= Andrew McFarland =

American physician (1817–1891)

Dr. Andrew McFarland (14 July 1817 – 21 November 1891) was a United States physician.

==Biography==
McFarland was born in Concord, New Hampshire. He was the son of Concord clergyman Asa McFarland and his wife Elizabeth Kneeland McFarland. McFarland attended Dartmouth College and lectured at Jefferson Medical College in 1843. He practiced medicine at Sandwich and Laconia, New Hampshire, and was appointed superintendent of the New Hampshire Asylum for the Insane in August 1845. After resigning in November 1852, he practiced in Concord and Lawrence, Massachusetts. About 1854, he became superintendent of the Illinois State Asylum for the Insane in Jacksonville, a role he held until 1869, when he resigned and established Oak Lawn Retreat, a private asylum in Jacksonville. Beyond his work in mental health, McFarland published a work of fiction titled, The Escape (Boston, 1851). He died by suicide in Jacksonville, Illinois, in 1891.

McFarland played a primary role in the wrongful commitment of Elizabeth Packard to the Jacksonville Insane Asylum (later known as the Illinois State Asylum) in the 1860s. As the superintendent of the asylum, he was responsible for the fate of many committed individuals, including Packard, who had been forcibly institutionalized by her husband for openly challenging him on theological and personal grounds. During her incarceration, Elizabeth persistently asserted her sanity, but McFarland consistently rebuffed her claims. Even when legal regulations evolved to allow institutionalized individuals the right to a public hearing, he continued to obstruct her release. Packard's experiences at the asylum under McFarland's oversight shone a spotlight on the abuses common in the psychiatric institutions of her day, including prescribing opium and blue mass (a mercury-based medicine), the poisonous tincture of veratria, “a concoction of quinine, arsenic, port wine, and cannabis”. Restraints, such as straitjackets, were used amongst the inmates and near drownings in ice cold or scorching hot water were also employed. Solitary confinement was another consequence as was mixing the murderers and truly mentally deranged inmates with the civil ones. After Elizabeth's release, she resolutely advocated for the rights and dignities of the patients committed to them. In 1869, spurred by growing public concerns about Packard's administration and accounts from former patients like Packard, the Illinois legislature launched a comprehensive investigation into the asylum's conditions and the treatment of its residents.

The investigation uncovered various deficiencies in care, questionable practices, and instances of neglect. Testimonies from former patients, supplemented by Packard's own account, painted a picture of life inside the asylum in which patient rights were frequently overlooked and the line between genuine medical care and punitive confinement was often blurred. These findings, aided by Packard's advocacy, ushered in a wave of reform in the state's mental health care system.

The 1869 legislative investigation also thrust McFarland's leadership into the public eye. Although some saw him as a progressive figure in the realm of mental health, the investigative findings, which corroborated the stories of former patients, raised serious questions about his methods and decision-making processes.
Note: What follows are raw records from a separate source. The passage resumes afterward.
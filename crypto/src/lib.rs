//! Hashing and signature primitives consumed by the chain and miner crates.
//!
//! Zero-knowledge proof verification (the privacy extension's "spend"/"mint"
//! proofs) is out of scope here — this crate only provides the digest and
//! signature primitives the block assembler itself needs: transaction/header
//! hashing and PoS block signing.

use ripemd::Ripemd160;
use sha2::{Digest, Sha256};

use duskcoin_primitives::hash::{Hash160, Hash256};

/// SHA256(SHA256(data)), the hash used for transaction ids and block hashes.
pub fn dhash256(data: &[u8]) -> Hash256 {
    let first = Sha256::digest(data);
    let second = Sha256::digest(first);
    let mut out = [0u8; 32];
    out.copy_from_slice(&second);
    Hash256(out)
}

/// RIPEMD160(SHA256(data)), the hash used for P2PKH/P2SH script hashes.
pub fn dhash160(data: &[u8]) -> Hash160 {
    let sha = Sha256::digest(data);
    let ripe = Ripemd160::digest(sha);
    let mut out = [0u8; 20];
    out.copy_from_slice(&ripe);
    Hash160(out)
}

pub mod signing {
    use ed25519_dalek::{Signature, Signer, SigningKey, VerifyingKey};

    #[derive(Clone)]
    pub struct StakeKey(SigningKey);

    impl StakeKey {
        pub fn from_bytes(bytes: [u8; 32]) -> Self {
            StakeKey(SigningKey::from_bytes(&bytes))
        }

        pub fn public_key(&self) -> VerifyingKey {
            self.0.verifying_key()
        }

        pub fn sign(&self, message: &[u8]) -> Signature {
            self.0.sign(message)
        }
    }
}
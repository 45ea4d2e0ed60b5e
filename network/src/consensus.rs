use crate::network::Network;
use crate::reward::RewardSplit;

/// Hard ceiling on block weight; the assembler's configured weight cap is
/// clamped into `[4000, MAX_BLOCK_WEIGHT / 4]` regardless of what the
/// operator requests.
pub const MAX_BLOCK_WEIGHT: u64 = 4_000_000;
pub const DEFAULT_BLOCK_MAX_WEIGHT: u64 = 3_000_000;
pub const DEFAULT_MAX_SIGOP_COST: u64 = 80_000;

/// Cap applied to the carried-forward network-reward reserve (§4.3 step 7).
pub const MAX_NETWORK_REWARD: u64 = 10_000_000_000;

/// Consensus-parameterized values the block assembler and miner driver
/// depend on. Grounded on the teacher's `network::ConsensusParams`, which
/// plays the same role for segwit/overwinter/sapling activation heights —
/// here it carries the reward-schedule and weight-cap knobs this spec's
/// consensus collaborator needs instead.
#[derive(Clone, Debug)]
pub struct ConsensusParams {
    pub network: Network,
    pub max_block_weight: u64,
    pub max_sigop_cost: u64,
    pub pos_start_height: u32,
    pub founder_reward_last_height: u32,
    pub budget_start_height: u32,
    pub lab_reward_basis_points: u32,
    pub founder_reward_basis_points: u32,
    pub budget_reward_basis_points: u32,
}

impl ConsensusParams {
    pub fn for_network(network: Network) -> Self {
        match network {
            Network::Mainnet => ConsensusParams {
                network,
                max_block_weight: DEFAULT_BLOCK_MAX_WEIGHT,
                max_sigop_cost: DEFAULT_MAX_SIGOP_COST,
                pos_start_height: 200_000,
                founder_reward_last_height: 1_000_000,
                budget_start_height: 500_000,
                lab_reward_basis_points: 500,
                founder_reward_basis_points: 1000,
                budget_reward_basis_points: 1000,
            },
            Network::Testnet => ConsensusParams {
                network,
                max_block_weight: DEFAULT_BLOCK_MAX_WEIGHT,
                max_sigop_cost: DEFAULT_MAX_SIGOP_COST,
                pos_start_height: 1_000,
                founder_reward_last_height: 10_000,
                budget_start_height: 5_000,
                lab_reward_basis_points: 500,
                founder_reward_basis_points: 1000,
                budget_reward_basis_points: 1000,
            },
            Network::Regtest => ConsensusParams {
                network,
                max_block_weight: DEFAULT_BLOCK_MAX_WEIGHT,
                max_sigop_cost: DEFAULT_MAX_SIGOP_COST,
                pos_start_height: 0,
                founder_reward_last_height: 0,
                budget_start_height: 0,
                lab_reward_basis_points: 500,
                founder_reward_basis_points: 1000,
                budget_reward_basis_points: 1000,
            },
        }
    }

    /// Clamps a configured block-weight cap into `[4000, MAX_BLOCK_WEIGHT/4]`,
    /// unconditionally, regardless of what was requested — spec.md §6.
    pub fn clamp_block_max_weight(&self, requested: u64) -> u64 {
        requested.clamp(4000, MAX_BLOCK_WEIGHT / 4)
    }

    /// `ComputeBlockVersion` — stubbed as a constant current version; real
    /// soft-fork version-bit signaling is consensus-rule territory and out
    /// of scope for the assembler.
    pub fn compute_block_version(&self, _previous_height: u32) -> u32 {
        4
    }

    pub fn is_pos_active(&self, height: u32) -> bool {
        height >= self.pos_start_height
    }

    /// `budget_schedule` — pure function of height over the era boundaries
    /// configured above. See SPEC_FULL.md §4.3.1 for the Open Question
    /// decision this implements: founder share is a fixed basis-point cut
    /// active only up to `founder_reward_last_height`, lab share is active
    /// for the life of the chain, budget share switches on at
    /// `budget_start_height`. All three are basis points of the gross
    /// subsidy; the returned `block_reward` is already net of them, so
    /// spec.md §4.3 step 11's "miner output value = blockReward +
    /// networkReward" is correct to apply directly without any further
    /// subtraction.
    pub fn budget_schedule(&self, height: u32, gross_reward: u64) -> RewardSplit {
        let lab_payment = bps(gross_reward, self.lab_reward_basis_points);
        let founder_payment = if height <= self.founder_reward_last_height {
            bps(gross_reward, self.founder_reward_basis_points)
        } else {
            0
        };
        let budget_payment = if height >= self.budget_start_height {
            bps(gross_reward, self.budget_reward_basis_points)
        } else {
            0
        };
        let block_reward = gross_reward
            .saturating_sub(founder_payment)
            .saturating_sub(lab_payment)
            .saturating_sub(budget_payment);
        RewardSplit {
            block_reward,
            founder_payment,
            lab_payment,
            budget_payment,
            network_reward: 0,
        }
    }
}

fn bps(amount: u64, basis_points: u32) -> u64 {
    amount.saturating_mul(basis_points as u64) / 10_000
}

/// Starting block subsidy, before any reward-split deduction. Halves
/// every `SUBSIDY_HALVING_INTERVAL` blocks, the way the teacher's own
/// subsidy schedule (and the chains it descends from) compute issuance.
pub const INITIAL_BLOCK_SUBSIDY: u64 = 5_000_000_000;
pub const SUBSIDY_HALVING_INTERVAL: u32 = 210_000;

/// Gross per-block subsidy at `height`, before founder/lab/budget cuts
/// and before adding collected fees. The block assembler feeds
/// `block_subsidy(height) + collected_fees` into `budget_schedule` as
/// its `gross_reward` argument.
pub fn block_subsidy(height: u32) -> u64 {
    let halvings = height / SUBSIDY_HALVING_INTERVAL;
    if halvings >= 64 {
        0
    } else {
        INITIAL_BLOCK_SUBSIDY >> halvings
    }
}
use std::fmt;

use duskcoin_primitives::hash::Hash256;

use crate::block_header::{block_header_hash, BlockHeader};

/// A header paired with its hash, computed once at construction. Directly
/// grounded on the teacher's `IndexedBlockHeader`: the assembler finalizes
/// a header once per template and should never recompute its hash by
/// accident on a later read.
#[derive(Clone)]
pub struct IndexedBlockHeader {
    pub hash: Hash256,
    pub raw: BlockHeader,
}

impl IndexedBlockHeader {
    pub fn new(hash: Hash256, header: BlockHeader) -> Self {
        IndexedBlockHeader { hash, raw: header }
    }

    /// Explicit conversion from a raw header, hashing its contents.
    pub fn from_raw(header: BlockHeader) -> Self {
        IndexedBlockHeader::new(block_header_hash(&header), header)
    }
}

impl fmt::Debug for IndexedBlockHeader {
    fn fmt(&self, f: &mut fmt::Formatter) -> fmt::Result {
        f.debug_struct("IndexedBlockHeader")
            .field("hash", &self.hash)
            .field("raw", &self.raw)
            .finish()
    }
}

impl PartialEq for IndexedBlockHeader {
    fn eq(&self, other: &Self) -> bool {
        self.hash == other.hash
    }
}

#[cfg(test)]
mod tests {
    use super::*;

    #[test]
    fn from_raw_hashes_on_construction() {
        let header = BlockHeader::default();
        let indexed = IndexedBlockHeader::from_raw(header.clone());
        assert_eq!(indexed.hash, block_header_hash(&header));
    }
}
The combined weight of these revelations eventually led to greater scrutiny of psychiatric institutions nationwide, prompting notable reforms in patient care, civil rights, and criteria for institutionalization.

In August 2023, the asylum was renamed from the Andrew McFarland Mental Health Center to the Elizabeth Parsons Ware Packard Mental Health Center, both in recognition of the mistreatment she suffered while incarcerated in the facility and to honor her subsequent work to reform mental health institutions.

==Legacy==
McFarland's brother Asa was a noted New Hampshire journalist and politician. Immediately after graduation from medical school, his granddaughter, Anne Hazen McFarland, was installed as medical superintendent of the Oak Lawn Sanitarium, fulfilling her grandfather's earnest desire that she make a special study of the care of the insane.